Ramirez earned a promotion to the Boston Red Sox on July 3, 2015, and made his major league debut on the same day, throwing one inning of relief against the Houston Astros at Fenway Park. He allowed four runs – three earned – on three hits and a hit batsman, striking out one and was credited with the loss. Ramirez was reassigned to Triple-A the next day.

===Los Angeles Angels===
On August 18, 2017, Ramirez was claimed off waivers by the Los Angeles Angels.
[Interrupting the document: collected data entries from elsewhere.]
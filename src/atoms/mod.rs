// ── Keywatch Atoms Layer ───────────────────────────────────────────────────
// Pure constants, error types, and plain data — zero side effects, no I/O.
// Dependency rule: atoms may only depend on std and external pure crates.
// Nothing here may import from engine/.

pub mod constants;
pub mod error;
pub mod types;
// engine/state.rs — Shared engine state: explicitly-constructed services
// wired together once and passed by reference through the pipeline entry
// point. Tests substitute fakes at the trait seams (upstream client,
// delivery policy, notification sink); everything here is concrete.

use crate::atoms::error::EngineResult;
use crate::atoms::types::EngineConfig;
use crate::engine::albums::AlbumAssembler;
use crate::engine::embedding::EmbeddingClient;
use crate::engine::enrich::UrlEnricher;
use crate::engine::media::MediaStore;
use crate::engine::messages::MessageCache;
use crate::engine::pipeline::InflightSet;
use crate::engine::store::{default_db_path, EngineStore};
use crate::engine::subs::SubscriptionCache;
use crate::engine::verifier::{VerdictProvider, VerifierClient};
use log::info;
use std::sync::Arc;

/// Process-wide engine services. One instance per process; shared mutable
/// state (caches, in-flight locks, album table, embedding health) lives
/// inside the individual services behind short mutexes.
pub struct EngineState {
    pub store: Arc<EngineStore>,
    pub subs: SubscriptionCache,
    pub messages: MessageCache,
    pub albums: AlbumAssembler,
    pub inflight: InflightSet,
    pub embedding: EmbeddingClient,
    pub verifier: Arc<dyn VerdictProvider>,
    pub enricher: UrlEnricher,
    pub media: MediaStore,
    pub config: EngineConfig,
}

impl EngineState {
    pub fn new(config: EngineConfig) -> EngineResult<Self> {
        let db_path = config.db_path.clone().unwrap_or_else(default_db_path);
        let store = Arc::new(EngineStore::open(&db_path)?);
        Ok(Self::with_store(config, store))
    }

    /// Wire services around an existing store (tests use in-memory stores).
    pub fn with_store(config: EngineConfig, store: Arc<EngineStore>) -> Self {
        info!("[engine] Initializing services (media root {:?})", config.media_root);
        EngineState {
            subs: SubscriptionCache::new(Arc::clone(&store)),
            messages: MessageCache::new(),
            albums: AlbumAssembler::new(),
            inflight: InflightSet::new(),
            embedding: EmbeddingClient::new(&config.embedding_url),
            verifier: Arc::new(VerifierClient::new(&config.verifier_url, &config.verifier_token)),
            enricher: UrlEnricher::new(),
            media: MediaStore::new(&config.media_root),
            store,
            config,
        }
    }
}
He ended the season appearing in 12 games, averaging 10.8 strikeouts per 9 innings.

The following season, Ramirez was a permanent member of the Angels bullpen, appearing in 69 games, with a 4.54 ERA. In 2018 he finished 7–5 with one save in 83 1/3 innings, striking out 95, averaging 10.3 strikeouts per 9 innings.

On July 17, 2019, Ramirez was suspended 3 games for hitting Jake Marisnick with a pitch. He served as an opener for the Angels, starting 7 games on the season. Overall, Ramirez finished with an ERA of 3.99 in 51 total games.

In 2020, Ramirez pitched to a 3.00 ERA with 14 strikeouts over 21 innings pitched.

===Cincinnati Reds===
On December 7, 2020, Ramirez and a player to be named later were traded to the Cincinnati Reds in exchange for Raisel Iglesias. Three days later, Leo Rivas was sent to Cincinnati as the PTBNL. On March 27, 2021, the Reds released Ramirez.

===Los Angeles Angels (second stint)===
On March 28, 2021, Ramirez agreed to a minor league contract to return to the Los Angeles Angels organization. On May 11, 2021, Ramirez was selected to the active roster. Ramirez recorded a 5.40 ERA in 2 appearances before being designated for assignment on May 16. On May 18, Ramirez cleared waivers and elected free agency.

===Arizona Diamondbacks===
On May 22, 2021, Ramirez signed a minor league contract with the Arizona Diamondbacks organization. On June 18, he was selected to the active roster. Ramirez made 36 appearances for the Diamondbacks in 2021, recording a 2.76 ERA with 29 strikeouts across 32 2/3 innings pitched.

Ramirez made 55 appearances for Arizona in 2022, working to a 5–4 record and 5.22 ERA with 51 strikeouts over 50 innings of work. On September 1, 2022, Ramirez was designated for assignment following the promotion of Wilmer Difo. He was released by the organization on September 3.

==Pitching profile==
Ramirez throws his three-pitch repertoire with good command and control of each offering. He features a deceptive delivery from a low three-quarters arm slot and hides the ball well until the point of release, making him especially tough for right-handed hitters to pick up his 89-92 mph fastball, and is considerably effective at getting left-handed hitters out with his solid 82-84 mph changeup, which he can throw in any count and uses it to keep all batters off-balance.

==Personal life==
Ramirez is of Mexican American descent.